Data extract START

#[tokio::test]
async fn test_rest_requests_are_proxied_and_cached() {
    let rest = StubRestClient::new(2, 1);
    let (orchestrator, mut worker, _workers) = scripted_orchestrator(Arc::clone(&rest)).await;
    let nonces = NonceGenerator::new(0);

    let first = rest_round_trip(&mut worker, &nonces, "getUser", vec![json!("42")]).await;
    assert_eq!(first.result.unwrap()["id"], json!("42"));
    let second = rest_round_trip(&mut worker, &nonces, "getUser", vec![json!("42")]).await;
    assert!(second.error.is_none());
    assert_eq!(rest.calls(), 1);

    // Writes are never cached
    let body = vec![json!("10"), json!({ "content": "hi" })];
    rest_round_trip(&mut worker, &nonces, "createMessage", body.clone()).await;
    rest_round_trip(&mut worker, &nonces, "createMessage", body).await;
    assert_eq!(rest.calls(), 3);

    let failed = rest_round_trip(&mut worker, &nonces, "getGuild", vec![json!("404")]).await;
    assert!(failed.result.is_none());
    assert!(failed.error.unwrap().message.contains("404"));

    let unknown = rest_round_trip(&mut worker, &nonces, "deleteEverything", vec![]).await;
    assert!(unknown.error.is_some());

    orchestrator.shutdown().await;
}

// ============================================================================
// Supervision
// ============================================================================

#[tokio::test]
async fn test_worker_crash_rejects_pending_and_respawns() {
    let (launcher, mut workers) = ScriptedLauncher::new();
    let layout = ClusterLayout::for_all_shards(2, 1).unwrap();
    let (inbound, _inbound_rx) = mpsc::unbounded_channel();
    let bus: EventBus<ClusterEvent> = EventBus::new();
    let mut events = bus.subscribe();
    let supervisor = ProcessSupervisor::new(
        layout.clusters()[0],
        1,
        launcher,
        supervisor_config(true),
        inbound,
        bus,
    );

    let starting = tokio::spawn({
        let supervisor = Arc::clone(&supervisor);
        async move { supervisor.spawn().await }
    });
    let mut worker = next_worker(&mut workers).await;
    worker.ready().unwrap();
    starting.await.unwrap().unwrap();
    assert_eq!(supervisor.status(), ProcessStatus::Ready);

    // Two evaluations and one grant the worker never answers
    let evals: Vec<_> = (0..2)
        .map(|_| {
            let supervisor = Arc::clone(&supervisor);
            tokio::spawn(async move { supervisor.eval("this.clusterId", None, None).await })
        })
        .collect();
    let grant = tokio::spawn({
        let supervisor = Arc::clone(&supervisor);
        async move { supervisor.grant_identify(1, TEST_TIMEOUT).await }
    });

    let mut ops = Vec::new();
    for _ in 0..3 {
        ops.push(worker.recv().await.unwrap().op);
    }
    assert_eq!(ops.iter().filter(|op| **op == IpcOp::Eval).count(), 2);
    assert!(ops.contains(&IpcOp::IdentifyRequest));
    assert_eq!(supervisor.pending_evals(), 2);
    assert_eq!(supervisor.pending_grants(), 1);

    drop(worker);

    for eval in evals {
        let err = eval.await.unwrap().unwrap_err();
        assert_eq!(err.to_string(), "process closed");
    }
    assert!(matches!(grant.await.unwrap(), Err(ClusterError::ProcessClosed)));

    let exited = wait_for_event(&mut events, |e| matches!(e, ClusterEvent::Exited { .. })).await;
    assert!(matches!(
        exited,
        ClusterEvent::Exited {
            cluster_id: 0,
            code: None,
            respawning: true
        }
    ));

    let respawned = next_worker(&mut workers).await;
    respawned.ready().unwrap();
    wait_for_event(&mut events, |e| matches!(e, ClusterEvent::Ready { cluster_id: 0 })).await;
    assert_eq!(supervisor.status(), ProcessStatus::Ready);

    assert!(supervisor.kill());
    supervisor.wait_stopped().await;
    assert!(
        next_worker_within(&mut workers, Duration::from_millis(200))
            .await
            .is_none(),
        "killed worker must not be respawned"
    );
}

async fn next_worker_within(
    workers: &mut mpsc::UnboundedReceiver<ScriptedWorker>,
    limit: Duration,
) -> Option<ScriptedWorker> {
    tokio::time::timeout(limit, workers.recv()).await.ok().flatten()
}

#[tokio::test]
async fn test_spawn_times_out_without_ready() {
    let (launcher, mut workers) = ScriptedLauncher::new();
    let layout = ClusterLayout::for_all_shards(1, 1).unwrap();
    let (inbound, _inbound_rx) = mpsc::unbounded_channel();
    let mut config = supervisor_config(true);
    config.spawn_timeout = Some(Duration::from_millis(100));
    let supervisor =
        ProcessSupervisor::new(layout.clusters()[0], 1, launcher, config, inbound, EventBus::new());

    let result = supervisor.spawn().await;
    assert!(matches!(result, Err(ClusterError::Timeout("READY"))));
    supervisor.wait_stopped().await;

    // The silent worker was launched once and not replaced
    assert!(next_worker_within(&mut workers, Duration::from_millis(50)).await.is_some());
    assert!(next_worker_within(&mut workers, Duration::from_millis(200)).await.is_none());
}

#[tokio::test]
async fn test_worker_can_request_respawn_of_all() {
    let (orchestrator, worker, mut workers) =
        scripted_orchestrator(StubRestClient::new(2, 1)).await;
    let mut events = orchestrator.events().subscribe();

    worker.send(IpcMessage::respawn_all()).unwrap();

    let replacement = next_worker(&mut workers).await;
    replacement.ready().unwrap();
    wait_for_event(&mut events, |e| matches!(e, ClusterEvent::Ready { cluster_id: 0 })).await;

    drop(worker);
    orchestrator.shutdown().await;
}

Data extract END

Exercise description: Repeat the data word for word, starting at its first line and stopping after the line that contains "assert!(failed.result.is_none());".

Result for this exercise:
#[tokio::test]
async fn test_rest_requests_are_proxied_and_cached() {
    let rest = StubRestClient::new(2, 1);
    let (orchestrator, mut worker, _workers) = scripted_orchestrator(Arc::clone(&rest)).await;
    let nonces = NonceGenerator::new(0);

    let first = rest_round_trip(&mut worker, &nonces, "getUser", vec![json!("42")]).await;
    assert_eq!(first.result.unwrap()["id"], json!("42"));
    let second = rest_round_trip(&mut worker, &nonces, "getUser", vec![json!("42")]).await;
    assert!(second.error.is_none());
    assert_eq!(rest.calls(), 1);

    // Writes are never cached
    let body = vec![json!("10"), json!({ "content": "hi" })];
    rest_round_trip(&mut worker, &nonces, "createMessage", body.clone()).await;
    rest_round_trip(&mut worker, &nonces, "createMessage", body).await;
    assert_eq!(rest.calls(), 3);

    let failed = rest_round_trip(&mut worker, &nonces, "getGuild", vec![json!("404")]).await;
    assert!(failed.result.is_none());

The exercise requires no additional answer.